Выполняя эту просьбу, адмирал Берх послал свое ходатайство в Третье отделение. Обращаться прямо к царю, минуя Третье отделение, по-прежнему представлялось немыслимым.
Но граф Орлов ответил из Петербурга, что находит неудобным «входить по сему предмету с всеподданнейшим докладом, так как г-ну Баласогло оказана уже большая милость дозволением ему проживать и служить в месте нахождения его родителей».
Все же перемены в России надвигались — медленно и верно.
«Все радуются свержению Бибикова, — записал в дневник Никитенко, узнав об отставке министра внутренних дел. — Это был тоже один из наших великих государственных мужей школы прошедшего десятилетия. Это ум, по силе и образованию своему способный управлять пожарною командою…»
«Отчего, между прочим, у нас так мало способных государственных людей? — размышлял он далее в дневнике. — Оттого, что от каждого из них требовалось одно — не искусство в исполнении дел, а повиновение и так называемые энергические меры, чтобы все прочие повиновались. Такая немудреная система могла ли воспитать и образовать государственных людей?»
Теперь Никитенко решил воспользоваться влиянием своим на министра народного просвещения, чтобы обновить состав цензурного комитета. Вступить на должность цензора согласился Иван Александрович Гончаров. Никитенко с удовлетворением записывал в дневнике: «…сменяют трех цензоров, наиболее нелепых. Гончаров заменит одного из них, конечно с тем, чтобы не быть похожим на него».
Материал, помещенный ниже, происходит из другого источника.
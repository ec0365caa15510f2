use crate::dashboard::{Dashboard, DynNotifier};
use prometheus_client::registry::Registry;
use shared::{
    config::{Config, ConnectionPool},
    di::DependenciesInject,
};
use std::sync::Arc;
use tokio::sync::Mutex;

#[derive(Clone)]
pub struct AppState {
    pub di_container: DependenciesInject,
    pub dashboard: Arc<Dashboard>,
    pub registry: Arc<Mutex<Registry>>,
}

impl AppState {
    pub fn new(pool: ConnectionPool, config: &Config, notifier: DynNotifier) -> Self {
        let mut registry = Registry::default();
        let di_container = DependenciesInject::new(pool, &mut registry);

        Self::with_container(di_container, config, notifier, registry)
    }

    /// Builds the state around an existing container, e.g. one wired with
    /// in-memory services.
    pub fn with_container(
        di_container: DependenciesInject,
        config: &Config,
        notifier: DynNotifier,
        mut registry: Registry,
    ) -> Self {
        let dashboard = Arc::new(Dashboard::new(
            di_container.order_query.clone(),
            di_container.order_command.clone(),
            notifier,
            config.price_format.clone(),
            config.poll_interval,
            &mut registry,
        ));

        Self {
            di_container,
            dashboard,
            registry: Arc::new(Mutex::new(registry)),
        }
    }
}
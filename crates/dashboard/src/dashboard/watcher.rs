use crate::dashboard::Dashboard;
use std::{sync::Arc, time::Duration};
use tokio::{
    sync::broadcast,
    task::JoinHandle,
    time::{Instant, MissedTickBehavior, interval_at},
};
use tracing::info;

/// Background task that polls the store at a fixed interval.
pub struct OrderWatcher {
    dashboard: Arc<Dashboard>,
    interval: Duration,
}

impl OrderWatcher {
    pub fn new(dashboard: Arc<Dashboard>, interval: Duration) -> Self {
        Self {
            dashboard,
            interval,
        }
    }

    pub fn spawn(self, shutdown: broadcast::Receiver<()>) -> JoinHandle<()> {
        tokio::spawn(self.run(shutdown))
    }

    /// Each poll completes before the next tick is awaited, so polls never overlap.
    pub async fn run(self, mut shutdown: broadcast::Receiver<()>) {
        let mut ticker = interval_at(Instant::now() + self.interval, self.interval);
        ticker.set_missed_tick_behavior(MissedTickBehavior::Skip);

        info!(
            "👀 Watching for new orders every {}s",
            self.interval.as_secs()
        );

        loop {
            tokio::select! {
                _ = ticker.tick() => {
                    self.dashboard.poll().await;
                }
                _ = shutdown.recv() => {
                    info!("🛑 Order watcher stopped");
                    break;
                }
            }
        }
    }
}
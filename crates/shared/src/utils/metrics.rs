use prometheus_client::metrics::histogram::{Histogram, exponential_buckets};
use prometheus_client::metrics::{counter::Counter, family::Family};
use prometheus_client::registry::Registry;
use prometheus_client_derive_encode::{EncodeLabelSet, EncodeLabelValue};

#[derive(Clone, Debug, Hash, PartialEq, Eq, EncodeLabelValue)]
pub enum Method {
    Get,
    Patch,
}

#[derive(Clone, Debug, Hash, PartialEq, Eq, EncodeLabelValue)]
pub enum Status {
    Success,
    Error,
}

#[derive(Clone, Debug, Hash, PartialEq, Eq, EncodeLabelSet)]
pub struct Labels {
    pub method: Method,
    pub status: Status,
}

#[derive(Clone, Debug)]
pub struct Metrics {
    pub request_counter: Family<Labels, Counter>,
    pub request_duration: Family<Labels, Histogram>,
}

impl Default for Metrics {
    fn default() -> Self {
        Self::new()
    }
}

impl Metrics {
    pub fn new() -> Self {
        Self {
            request_counter: Family::default(),
            request_duration: Family::new_with_constructor(|| {
                Histogram::new(exponential_buckets(0.005, 2.0, 12))
            }),
        }
    }

    /// Registers both families under `prefix`, e.g. `order_query_requests`.
    pub fn register(&self, prefix: &str, registry: &mut Registry) {
        registry.register(
            format!("{prefix}_requests"),
            "Number of store operations",
            self.request_counter.clone(),
        );
        registry.register(
            format!("{prefix}_request_duration_seconds"),
            "Store operation latency in seconds",
            self.request_duration.clone(),
        );
    }

    pub fn record(&self, method: Method, status: Status, duration_secs: f64) {
        let labels = Labels { method, status };
        self.request_counter.get_or_create(&labels).inc();
        self.request_duration
            .get_or_create(&labels)
            .observe(duration_secs);
    }
}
Несколько месяцев тому назад Иван Александрович Гончаров вернулся из долгого путешествия. Пропутешествовал он, правда, не вокруг света, как предполагалось вначале, а вокруг Африки и Азии. Когда наконец фрегат «Паллада» приплыл к дальневосточным берегам России, Иван Александрович сошел с корабля, сразу превратился, по его словам, из путешественника в проезжего и через всю Сибирь заторопился обратно, домой.